# Action item:
Up to and including the line that contains "0.0 to 1.0)", return every line from the start of the data, unchanged.

# Data for review:
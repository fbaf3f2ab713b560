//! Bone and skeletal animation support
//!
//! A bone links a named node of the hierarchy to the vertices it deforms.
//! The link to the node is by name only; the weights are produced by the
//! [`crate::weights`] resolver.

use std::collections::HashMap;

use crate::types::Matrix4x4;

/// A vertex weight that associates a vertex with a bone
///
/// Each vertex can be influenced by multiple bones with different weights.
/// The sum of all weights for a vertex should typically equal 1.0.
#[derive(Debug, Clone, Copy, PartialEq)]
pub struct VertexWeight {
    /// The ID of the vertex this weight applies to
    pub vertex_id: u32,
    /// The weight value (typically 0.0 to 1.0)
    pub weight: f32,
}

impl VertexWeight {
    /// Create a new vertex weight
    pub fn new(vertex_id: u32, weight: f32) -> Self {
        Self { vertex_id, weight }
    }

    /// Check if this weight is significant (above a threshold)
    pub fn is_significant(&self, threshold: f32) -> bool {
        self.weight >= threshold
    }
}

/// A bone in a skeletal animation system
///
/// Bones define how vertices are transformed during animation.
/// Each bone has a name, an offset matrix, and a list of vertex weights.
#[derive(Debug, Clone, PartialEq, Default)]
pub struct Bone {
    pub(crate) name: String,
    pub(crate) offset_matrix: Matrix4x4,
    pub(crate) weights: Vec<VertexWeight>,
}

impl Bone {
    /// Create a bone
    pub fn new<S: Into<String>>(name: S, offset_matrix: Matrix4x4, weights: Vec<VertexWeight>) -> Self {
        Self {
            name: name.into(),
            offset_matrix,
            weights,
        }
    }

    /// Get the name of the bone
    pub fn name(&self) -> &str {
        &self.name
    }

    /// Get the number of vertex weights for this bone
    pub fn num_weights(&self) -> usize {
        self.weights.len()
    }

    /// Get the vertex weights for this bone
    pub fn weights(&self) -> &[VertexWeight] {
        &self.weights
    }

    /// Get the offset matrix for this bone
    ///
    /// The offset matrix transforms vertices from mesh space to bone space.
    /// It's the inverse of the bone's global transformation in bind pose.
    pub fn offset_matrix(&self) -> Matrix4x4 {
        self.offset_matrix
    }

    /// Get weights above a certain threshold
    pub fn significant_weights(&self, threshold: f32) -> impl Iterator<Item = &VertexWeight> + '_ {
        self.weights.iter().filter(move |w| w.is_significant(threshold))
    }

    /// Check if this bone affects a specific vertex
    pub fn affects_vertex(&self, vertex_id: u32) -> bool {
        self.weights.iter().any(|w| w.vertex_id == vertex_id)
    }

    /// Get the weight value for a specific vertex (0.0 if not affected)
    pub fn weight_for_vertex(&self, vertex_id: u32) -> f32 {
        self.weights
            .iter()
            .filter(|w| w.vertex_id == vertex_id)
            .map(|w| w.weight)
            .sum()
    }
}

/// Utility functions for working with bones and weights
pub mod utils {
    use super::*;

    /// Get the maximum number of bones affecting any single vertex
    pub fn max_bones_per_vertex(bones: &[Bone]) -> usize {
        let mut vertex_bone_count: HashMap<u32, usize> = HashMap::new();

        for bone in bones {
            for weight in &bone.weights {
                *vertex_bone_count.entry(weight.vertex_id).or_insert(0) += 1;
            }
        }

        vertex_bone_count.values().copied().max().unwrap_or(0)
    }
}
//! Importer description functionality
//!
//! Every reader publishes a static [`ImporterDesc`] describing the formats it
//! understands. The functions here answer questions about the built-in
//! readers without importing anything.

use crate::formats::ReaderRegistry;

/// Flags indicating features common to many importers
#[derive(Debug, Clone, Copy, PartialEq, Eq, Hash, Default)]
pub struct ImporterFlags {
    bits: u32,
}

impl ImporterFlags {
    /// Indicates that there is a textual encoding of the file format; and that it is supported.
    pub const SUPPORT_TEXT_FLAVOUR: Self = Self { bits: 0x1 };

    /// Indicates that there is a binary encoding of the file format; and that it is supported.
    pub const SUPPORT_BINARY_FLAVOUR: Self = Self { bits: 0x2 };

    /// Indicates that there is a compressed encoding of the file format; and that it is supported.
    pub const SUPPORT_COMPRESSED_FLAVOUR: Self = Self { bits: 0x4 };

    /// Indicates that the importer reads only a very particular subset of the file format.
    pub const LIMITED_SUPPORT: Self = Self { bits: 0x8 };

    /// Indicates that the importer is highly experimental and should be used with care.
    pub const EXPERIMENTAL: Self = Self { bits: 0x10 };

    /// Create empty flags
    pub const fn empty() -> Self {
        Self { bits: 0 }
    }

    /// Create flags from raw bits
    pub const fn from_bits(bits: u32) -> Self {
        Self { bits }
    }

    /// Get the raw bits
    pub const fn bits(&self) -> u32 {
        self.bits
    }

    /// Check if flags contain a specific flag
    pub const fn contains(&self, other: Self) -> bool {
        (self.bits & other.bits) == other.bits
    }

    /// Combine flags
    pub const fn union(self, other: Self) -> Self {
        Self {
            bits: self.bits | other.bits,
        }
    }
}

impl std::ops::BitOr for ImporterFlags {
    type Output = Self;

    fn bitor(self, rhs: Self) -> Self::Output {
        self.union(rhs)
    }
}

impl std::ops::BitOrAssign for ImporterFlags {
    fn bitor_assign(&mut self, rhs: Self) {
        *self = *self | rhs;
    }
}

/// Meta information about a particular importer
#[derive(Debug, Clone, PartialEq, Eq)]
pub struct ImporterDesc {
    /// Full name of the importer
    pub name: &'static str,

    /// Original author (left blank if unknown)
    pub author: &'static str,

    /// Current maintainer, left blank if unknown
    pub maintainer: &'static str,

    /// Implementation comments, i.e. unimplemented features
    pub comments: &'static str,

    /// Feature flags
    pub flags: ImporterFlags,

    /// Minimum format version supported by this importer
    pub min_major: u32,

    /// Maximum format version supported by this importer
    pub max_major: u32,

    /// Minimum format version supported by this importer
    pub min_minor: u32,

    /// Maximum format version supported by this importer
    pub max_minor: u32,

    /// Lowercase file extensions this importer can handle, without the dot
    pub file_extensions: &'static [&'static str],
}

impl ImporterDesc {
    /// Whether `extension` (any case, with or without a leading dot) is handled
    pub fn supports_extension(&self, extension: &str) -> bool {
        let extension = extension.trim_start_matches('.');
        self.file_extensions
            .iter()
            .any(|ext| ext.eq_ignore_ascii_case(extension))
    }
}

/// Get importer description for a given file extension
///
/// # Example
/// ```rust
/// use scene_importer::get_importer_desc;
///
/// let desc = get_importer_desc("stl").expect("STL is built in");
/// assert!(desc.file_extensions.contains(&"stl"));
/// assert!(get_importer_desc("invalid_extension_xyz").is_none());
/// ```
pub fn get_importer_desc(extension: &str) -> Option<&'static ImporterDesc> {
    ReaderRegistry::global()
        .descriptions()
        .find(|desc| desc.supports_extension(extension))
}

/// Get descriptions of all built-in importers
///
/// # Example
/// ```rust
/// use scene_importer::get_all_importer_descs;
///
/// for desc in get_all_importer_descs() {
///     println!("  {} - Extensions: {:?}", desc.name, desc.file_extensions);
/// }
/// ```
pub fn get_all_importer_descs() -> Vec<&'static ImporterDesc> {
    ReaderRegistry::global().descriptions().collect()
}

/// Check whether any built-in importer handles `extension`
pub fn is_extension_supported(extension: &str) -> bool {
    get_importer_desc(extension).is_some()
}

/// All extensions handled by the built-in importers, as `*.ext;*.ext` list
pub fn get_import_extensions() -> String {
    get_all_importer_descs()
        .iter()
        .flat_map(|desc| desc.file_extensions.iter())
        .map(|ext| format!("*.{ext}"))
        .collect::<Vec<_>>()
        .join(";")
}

# Exercise result:
repository fbaf3f2ab713b560
//! Bone and skeletal animation support
//!
//! A bone links a named node of the hierarchy to the vertices it deforms.
//! The link to the node is by name only; the weights are produced by the
//! [`crate::weights`] resolver.

use std::collections::HashMap;

use crate::types::Matrix4x4;

/// A vertex weight that associates a vertex with a bone
///
/// Each vertex can be influenced by multiple bones with different weights.
/// The sum of all weights for a vertex should typically equal 1.0.
#[derive(Debug, Clone, Copy, PartialEq)]
pub struct VertexWeight {
    /// The ID of the vertex this weight applies to
    pub vertex_id: u32,
    /// The weight value (typically 0.0 to 1.0)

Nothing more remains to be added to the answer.